We've reviewed various methods for targeting web advertising over the last few weeks, giving you an idea of how different sites use various types of information to target ads. While there is no preferred standard for targeting ads, Tom sums up the process and makes another important point on targeting: We need to protect our clients' brands from potential consumer backlash on the privacy issue.

Over the course of the past few weeks, we've discussed various methods for targeting web advertising. Since my first column on this subject, we've covered the major events in the evolution of online ad targeting. The intent was not to cover every single method by which a site might target ads. Rather, I wanted to give everyone an idea of how different sites use various types of information to target ads, as well as make a few important points:

  • There is no preferred standard for targeting ads. Some sites do it better than others.

  • Planners and buyers need to ask questions about how the sites on their buys target advertising.

  • Everyone in the industry needs to ask himself how sites are acquiring the information that allows for targeted advertising.

Lately, the information-gathering process has been under the microscope, given the recent concern about privacy. DoubleClick has taken quite a bit of heat for its plans to merge offline profiles with online ones. Although to be fair, other companies with plans to do the same have somehow managed to slip under the radar. In any case, consumers are now a lot more aware of what goes on behind the scenes at database marketing companies, and more people are aware that ads are being targeted to them on the Internet. As marketers, we need to be ultra-sensitive to any concerns consumers might have about targeting.

Early last year, IBM announced that it would no longer advertise on sites that didn't post a clear privacy policy. Although I think this was a misguided action, IBM showed its characteristic concern for its brand in formulating its online advertising policy. The brands we represent as media planners and buyers should be afforded the same respect as IBM shows its own brand. Information-gathering by our advertising partners has the potential to cast a negative light on brands advertised there, so we should all be asking questions about how ads are targeted.

Imagine what a consumer would feel like if he confided in one of his favorite sites and released some personal information about himself, only to have that information used by other sites with which he may not have the same level of trust. One consumer may not care, but another may feel betrayed. And you don't want your brand being associated with feelings of betrayal, do you?

The need for sites to gather enough information about their users to be able to target ads is definitely there. One user profile can change all of that user's page views into premium targeted ad inventory, as opposed to low-cost Run of Site inventory. From a site's perspective, you can either build user profiles yourself (slowly) or you can contract with an outside vendor or formulate a data-sharing partnership to build profiles (quickly). You can see how this situation might invite the abuse of information.

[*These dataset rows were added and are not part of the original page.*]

use std::future::Future;
use std::sync::Arc;
use std::time::Duration;

use clap::Parser;
use color_eyre::eyre::Result;
use tokio::net::TcpListener;
use tokio::signal;
use tracing::{error, info, warn};
use tracing_subscriber::EnvFilter;

use hopgate::config::{Cli, Mode, ProxyConfig, ReverseConfig};
use hopgate::connection::active_tunnels;
use hopgate::server::serve;

const SHUTDOWN_GRACE_SECS: u64 = 30;

#[tokio::main]
async fn main() -> Result<()> {
    let filter =
        EnvFilter::try_from_default_env().unwrap_or_else(|_| EnvFilter::new("hopgate=info"));
    tracing_subscriber::fmt().with_env_filter(filter).init();
    color_eyre::install()?;

    let args = Cli::parse();

    match args.mode {
        Mode::Forward(args) => {
            let config = ProxyConfig::from_args(args)?;
            let listener = TcpListener::bind(config.listen_addr).await?;
            info!("Forward proxy listening on http://{}", config.listen_addr);
            if let Some(upstream) = &config.upstream {
                info!("Chaining through upstream {upstream}");
            }
            if config.users.is_empty() {
                warn!("No --user configured, the proxy is open to anyone who can reach it");
            } else {
                info!("{} user(s) configured", config.users.len());
            }
            if config.default_valve.is_active() {
                info!("Default bandwidth: {}", config.default_valve);
            }
            run_until_shutdown(serve(listener, Arc::new(config.build()))).await;
        }
        Mode::Reverse(args) => {
            let config = ReverseConfig::from_args(args)?;
            let proxy = config.build()?;
            let listener = TcpListener::bind(config.listen_addr).await?;
            info!(
                "Reverse proxy listening on http://{} -> {} (fix-host: {}, fix-redirect: {})",
                config.listen_addr, config.target, config.fix_host, config.fix_redirect
            );
            run_until_shutdown(serve(listener, Arc::new(proxy))).await;
        }
    }

    Ok(())
}

async fn run_until_shutdown(server: impl Future<Output = ()>) {
    tokio::select! {
        _ = server => {
            warn!("Server loop terminated");
        }
        _ = shutdown() => {
            info!("Server shutdown complete");
        }
    }
}

/// Resolves after Ctrl-C, once open tunnels have drained or the grace
/// period ran out.
async fn shutdown() {
    if let Err(e) = signal::ctrl_c().await {
        error!("Failed to listen for Ctrl-C: {e}");
        return;
    }
    info!("Shutdown signal received");

    let active = active_tunnels();
    if active == 0 {
        return;
    }
    info!("Waiting for {active} tunnel(s) to close...");

    for i in 1..=SHUTDOWN_GRACE_SECS {
        tokio::time::sleep(Duration::from_secs(1)).await;
        let remaining = active_tunnels();
        if remaining == 0 {
            info!("All tunnels closed gracefully");
            return;
        }
        if i % 5 == 0 {
            info!("Still waiting for {remaining} tunnel(s)... ({i}/{SHUTDOWN_GRACE_SECS}s)");
        }
    }

    warn!(
        "Forced shutdown with {} tunnel(s) still active",
        active_tunnels()
    );
}
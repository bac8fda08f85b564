//! Forward and reverse HTTP proxying with upstream chaining and per-user
//! bandwidth limits.
//!
//! The forward proxy ([`ForwardProxy`]) authorizes each request against an
//! [`Authorizer`], tunnels `CONNECT` requests and forwards absolute-form
//! requests to their origin. The reverse proxy ([`ReverseProxy`]) sends every
//! request to one backend. Both dial out through an [`UpstreamDialer`], which
//! can chain through an HTTP or SOCKS5 proxy.

pub mod auth;
pub mod buffer_pool;
pub mod config;
pub mod connection;
pub mod error;
pub mod forward;
pub mod io;
pub mod proxy;
pub mod response;
pub mod reverse;
pub mod server;
pub mod target;
pub mod throttle;
pub mod transport;
pub mod tunnel;
pub mod upstream;
pub mod valve;

pub use auth::{Authenticator, Authorizer, Credential, CredentialCodec, UserTable};
pub use error::ProxyError;
pub use proxy::ForwardProxy;
pub use reverse::ReverseProxy;
pub use server::{serve, Handler};
pub use throttle::RateLimitedReader;
pub use transport::{Transport, TransportOptions};
pub use tunnel::TunnelEstablisher;
pub use upstream::{Dial, UpstreamDialer, UpstreamProxy};
pub use valve::{Limit, TrafficValve};
//! Upload/download byte-rate ceilings ("valves") resolved per connection.

use std::fmt;
use std::num::{NonZeroU64, ParseIntError};
use std::str::FromStr;

/// One direction's ceiling.
#[derive(Debug, Clone, Copy, Default, PartialEq, Eq)]
pub enum Limit {
    /// Not specified: defer to the server-wide default.
    #[default]
    Inherit,
    Unlimited,
    PerSecond(NonZeroU64),
}

impl Limit {
    /// `0` means unlimited.
    pub fn from_bytes_per_sec(bytes: u64) -> Self {
        NonZeroU64::new(bytes).map_or(Limit::Unlimited, Limit::PerSecond)
    }

    /// An inherited limit takes `fallback`; any explicit value wins.
    pub fn or(self, fallback: Limit) -> Limit {
        match self {
            Limit::Inherit => fallback,
            explicit => explicit,
        }
    }

    pub fn bytes_per_sec(self) -> Option<NonZeroU64> {
        match self {
            Limit::PerSecond(rate) => Some(rate),
            Limit::Inherit | Limit::Unlimited => None,
        }
    }
}

/// Accepts `""`/`"-"` (inherit) or a byte count where `0` is unlimited.
impl FromStr for Limit {
    type Err = ParseIntError;

    fn from_str(s: &str) -> Result<Self, Self::Err> {
        match s.trim() {
            "" | "-" => Ok(Limit::Inherit),
            n => n.parse::<u64>().map(Limit::from_bytes_per_sec),
        }
    }
}

impl fmt::Display for Limit {
    fn fmt(&self, f: &mut fmt::Formatter<'_>) -> fmt::Result {
        match self {
            Limit::Inherit => f.write_str("inherit"),
            Limit::Unlimited => f.write_str("unlimited"),
            Limit::PerSecond(rate) => write!(f, "{rate} B/s"),
        }
    }
}

/// Paired upload (client to target) and download (target to client) limits.
#[derive(Debug, Clone, Copy, Default, PartialEq, Eq)]
pub struct TrafficValve {
    pub upload: Limit,
    pub download: Limit,
}

impl TrafficValve {
    pub const UNLIMITED: TrafficValve = TrafficValve {
        upload: Limit::Unlimited,
        download: Limit::Unlimited,
    };

    pub fn new(upload: Limit, download: Limit) -> Self {
        Self { upload, download }
    }

    /// Per-user valve resolved against the server default.
    pub fn merge(self, defaults: &TrafficValve) -> TrafficValve {
        TrafficValve {
            upload: self.upload.or(defaults.upload),
            download: self.download.or(defaults.download),
        }
    }

    pub fn is_active(&self) -> bool {
        self.upload.bytes_per_sec().is_some() || self.download.bytes_per_sec().is_some()
    }
}

impl fmt::Display for TrafficValve {
    fn fmt(&self, f: &mut fmt::Formatter<'_>) -> fmt::Result {
        write!(f, "up {} / down {}", self.upload, self.download)
    }
}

The point is this: We need to protect our clients' brands from potential backlash from consumers on the privacy issue. Thus, we should be asking some important questions when buying targeted advertising:

  • What is the targeting methodology?

  • If a profile is used, where is the information coming from?

  • Have site users consented to the information-gathering techniques used by a site?

  • Does a site have any data-sharing partnerships or shared profiles in place?

I think asking these questions can help uncover any situations in which information might be abused. From there, you can act accordingly.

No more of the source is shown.